President Joe Biden pointed to the recent attack on former president Donald Trump in renewing his call for a ban on assault weapons such as the AR-15. An AR-style weapon was used in the shooting at a Trump campaign rally, “just as it was an assault weapon that killed so many others, including children,” he said.
“It’s time to outlaw them,” Biden said, speaking to the NAACP convention in Las Vegas on Tuesday, adding that “I did it once and I will do it again.” Biden successfully negotiated a 10-year ban on assault weapons as a senator in 1994.
“More children in America die of a gunshot wound than any other reason,” he told the convention. “That’s stunning and that is sick. And it’s sheer cowardice if we do nothing about it.”
One spectator was killed in the attack and two were critically injured. Trump said a bullet hit his ear, and he appeared at the Republican National Convention on Monday with a white bandage covering it. Authorities say 20-year-old gunman Thomas Matthew Crooks used an AR-style rifle owned by his father. The AR-15 is the best-selling rifle in the United States, according to industry figures.
The gun was used in the majority of the deadliest U.S. mass shootings since 2012. The high-velocity weapon fires a barrage of bullets, often 30 but even 100, in quick succession, each of which can travel at a speed that would cross six football fields in a second. Its popularity skyrocketed after the 1994 ban on assault weapons expired in 2004.
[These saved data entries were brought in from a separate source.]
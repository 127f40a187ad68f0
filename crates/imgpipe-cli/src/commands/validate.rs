//! Validate command
//!
//! Parses a pipeline document and checks every operation name against the
//! registry.

use crate::ValidateArgs;
use anyhow::{Context, Result, bail};
use imgpipe_history::document;
use imgpipe_ops::OperationRegistry;
#[allow(unused_imports)]
use tracing::{debug, trace};

pub fn run(args: ValidateArgs, verbose: u8) -> Result<()> {
    trace!(pipeline = %args.pipeline.display(), "validate::run");

    let bytes = std::fs::read(&args.pipeline)
        .with_context(|| format!("Failed to read pipeline: {}", args.pipeline.display()))?;
    let doc = document::parse(&bytes)
        .with_context(|| format!("Invalid pipeline: {}", args.pipeline.display()))?;

    let registry = OperationRegistry::global();
    let mut unknown = Vec::new();

    println!("{}", args.pipeline.display());
    if doc.was_cleared() {
        println!("  (ledger cleared)");
    } else if doc.is_empty_history() {
        println!("  (no operations applied)");
    }
    println!("  total_steps:  {}", doc.total_steps);
    println!("  current_step: {}", doc.current_step);
    println!("  exported:     {}", doc.exported_at.to_rfc3339());
    for record in &doc.operations {
        let known = registry.contains(&record.operation);
        if !known {
            unknown.push(record.operation.clone());
        }
        let marker = if known { " " } else { "?" };
        println!("  {}[{}] {}", marker, record.step, record.operation);
        if verbose > 0 {
            for (key, value) in &record.parameters {
                println!("        {} = {}", key, value);
            }
        }
    }

    if doc.total_steps != doc.operations.len() {
        println!(
            "  note: total_steps is {} but {} operation(s) are listed",
            doc.total_steps,
            doc.operations.len()
        );
    }

    if !unknown.is_empty() {
        bail!("Unknown operation(s): {}", unknown.join(", "));
    }
    println!("OK");
    Ok(())
}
Renewing that ban has proved an insurmountable challenge two decades later, despite Biden’s repeated stated desire to do so. The 1994 ban was a signature achievement of his career, added as an amendment by Sen. Dianne Feinstein (D-Calif.) to a sweeping crime bill during the Clinton presidency, which Biden helped push through Congress. But he now faces a vastly different political landscape.
Revulsion at high-profile shootings have largely not resulted in increased controls. Some limitations on gun sales have been struck down by the courts, and advocates for gun-control measures have often faced opposition in Congress and a tough public opinion battle in parts of the country.
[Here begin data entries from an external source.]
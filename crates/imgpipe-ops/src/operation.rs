//! The operation capability consumed by the pipeline.

use crate::OpsResult;
use imgpipe_core::{Image, ParamMap, ParamSchema};

/// A named image transform with a declared parameter schema.
///
/// Implementations must not touch the input image; they return a new one.
/// Missing parameters fall back to schema defaults (see
/// [`ParamReader`](crate::params::ParamReader)). Any failure, including
/// out-of-range or mistyped parameters, is reported as an error rather than
/// a panic.
///
/// # Example
///
/// ```rust
/// use imgpipe_core::{Image, ParamMap, ParamSchema};
/// use imgpipe_ops::{Operation, OpsResult};
///
/// struct Identity(ParamSchema);
///
/// impl Operation for Identity {
///     fn name(&self) -> &'static str { "Identity" }
///     fn schema(&self) -> &ParamSchema { &self.0 }
///     fn process(&self, image: &Image, _params: &ParamMap) -> OpsResult<Image> {
///         Ok(image.clone())
///     }
/// }
///
/// let op = Identity(ParamSchema::new());
/// let img = Image::new(2, 2, 3).unwrap();
/// assert_eq!(op.process(&img, &ParamMap::new()).unwrap(), img);
/// ```
pub trait Operation: Send + Sync {
    /// Human-readable operation name, unique within a registry.
    fn name(&self) -> &'static str;

    /// One-line description for listings.
    fn description(&self) -> &'static str {
        ""
    }

    /// Declared parameters.
    fn schema(&self) -> &ParamSchema;

    /// Runs the transform.
    fn process(&self, image: &Image, params: &ParamMap) -> OpsResult<Image>;
}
In one significant exception, Biden signed a bipartisan gun-control bill into law in 2022, in the wake of mass shootings in Uvalde and Buffalo. It funded mental health services and school security initiatives, expanded criminal background checks for some gun buyers, barred a larger group of domestic-violence offenders from purchasing firearms and funded programs that would allow authorities to seize guns from troubled individuals.
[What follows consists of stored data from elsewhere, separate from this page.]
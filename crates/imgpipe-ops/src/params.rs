//! Typed access to operation parameters.
//!
//! [`ParamReader`] pulls values out of a [`ParamMap`] with the conversions
//! an operation expects, falling back to the schema default when a
//! parameter is absent (imported pipelines may omit parameters added to an
//! operation later). Wrong types surface as [`OpsError::TypeMismatch`];
//! values outside a declared range or option list surface as
//! [`OpsError::InvalidParameter`].

use crate::{OpsError, OpsResult};
use imgpipe_core::{EnumType, EnumValue, Image, ParamMap, ParamSchema, ParameterSpec, RuntimeValue};
use std::borrow::Cow;

/// Reads typed parameters for one operation call.
pub struct ParamReader<'a> {
    op: &'static str,
    params: &'a ParamMap,
    schema: &'a ParamSchema,
}

impl<'a> ParamReader<'a> {
    /// Creates a reader for `op` over the supplied values and schema.
    pub fn new(op: &'static str, params: &'a ParamMap, schema: &'a ParamSchema) -> Self {
        Self { op, params, schema }
    }

    /// Raw value: supplied, else schema default.
    pub fn value(&self, key: &str) -> OpsResult<Cow<'a, RuntimeValue>> {
        if let Some(v) = self.params.get(key) {
            return Ok(Cow::Borrowed(v));
        }
        self.schema
            .get(key)
            .and_then(|spec| spec.default_value())
            .map(Cow::Owned)
            .ok_or_else(|| OpsError::MissingParameter {
                op: self.op,
                param: key.to_string(),
            })
    }

    /// Integer parameter, checked against the declared range.
    pub fn int(&self, key: &str) -> OpsResult<i64> {
        let v = self.value(key)?;
        let n = v.as_i64().ok_or_else(|| self.mismatch(key, "int", &v))?;
        self.check_range(key, n as f64)?;
        Ok(n)
    }

    /// Float parameter, checked against the declared range. Integers are
    /// accepted.
    pub fn float(&self, key: &str) -> OpsResult<f64> {
        let v = self.value(key)?;
        let x = v.as_f64().ok_or_else(|| self.mismatch(key, "float", &v))?;
        self.check_range(key, x)?;
        Ok(x)
    }

    /// Boolean parameter.
    pub fn boolean(&self, key: &str) -> OpsResult<bool> {
        let v = self.value(key)?;
        v.as_bool().ok_or_else(|| self.mismatch(key, "bool", &v))
    }

    /// Enumerated parameter of type `ty`.
    ///
    /// Accepts a member of `ty`, a member name as text, or the numeric
    /// constant.
    pub fn enumeration(&self, key: &str, ty: &EnumType) -> OpsResult<EnumValue> {
        let v = self.value(key)?;
        let resolved = match &*v {
            RuntimeValue::Enum(e) if e.is_of(ty) => Some(*e),
            RuntimeValue::Text(name) => ty.member(name),
            RuntimeValue::Int(n) => ty.by_value(*n),
            _ => None,
        };
        resolved.ok_or_else(|| self.mismatch(key, ty.name(), &v))
    }

    /// Two-component integer parameter such as a kernel size. A single
    /// integer `n` reads as `(n, n)`.
    ///
    /// Under a `Choice` spec the pair must be one of the options; under an
    /// integer range both components must lie in it.
    pub fn pair(&self, key: &str) -> OpsResult<(i64, i64)> {
        let v = self.value(key)?;
        let (a, b) = match v.as_i64() {
            Some(n) => (n, n),
            None => match v.as_tuple() {
                Some([a, b]) => match (a.as_i64(), b.as_i64()) {
                    (Some(a), Some(b)) => (a, b),
                    _ => return Err(self.mismatch(key, "pair of ints", &v)),
                },
                _ => return Err(self.mismatch(key, "pair of ints", &v)),
            },
        };

        if let Some(ParameterSpec::Choice { options }) = self.schema.get(key) {
            let listed = options.iter().any(|opt| match opt.as_tuple() {
                Some([x, y]) => x.as_i64() == Some(a) && y.as_i64() == Some(b),
                _ => opt.as_i64().is_some_and(|n| n == a && n == b),
            });
            if !listed {
                return Err(OpsError::InvalidParameter(format!(
                    "{}: '{key}' = ({a}, {b}) is not one of the listed options",
                    self.op
                )));
            }
        }
        self.check_range(key, a as f64)?;
        self.check_range(key, b as f64)?;
        Ok((a, b))
    }

    /// Second-image parameter.
    pub fn image(&self, key: &str) -> OpsResult<&'a Image> {
        match self.params.get(key) {
            Some(RuntimeValue::Image(img)) => Ok(img),
            Some(other) => Err(self.mismatch(key, "image", other)),
            None => Err(OpsError::MissingParameter {
                op: self.op,
                param: key.to_string(),
            }),
        }
    }

    fn check_range(&self, key: &str, x: f64) -> OpsResult<()> {
        let (min, max) = match self.schema.get(key) {
            Some(ParameterSpec::IntRange { min, max, .. }) => (*min as f64, *max as f64),
            Some(ParameterSpec::FloatRange { min, max, .. }) => (*min, *max),
            _ => return Ok(()),
        };
        if x.is_nan() || x < min || x > max {
            return Err(OpsError::InvalidParameter(format!(
                "{}: '{key}' = {x} is outside [{min}, {max}]",
                self.op
            )));
        }
        Ok(())
    }

    fn mismatch(&self, key: &str, expected: &'static str, got: &RuntimeValue) -> OpsError {
        OpsError::TypeMismatch {
            op: self.op,
            param: key.to_string(),
            expected,
            got: format!("{} {}", got.kind(), got),
        }
    }
}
The attack against Trump does not seem to have broadly changed his party’s views on gun control. A senior adviser to his presidential campaign, Chris LaCivita, told an event hosted by a gun rights group at the Republican convention on Tuesday that, if elected, Trump would appoint judges who oppose new firearm limits in a “continuation of supporting and defending the Second Amendment,” Reuters reported.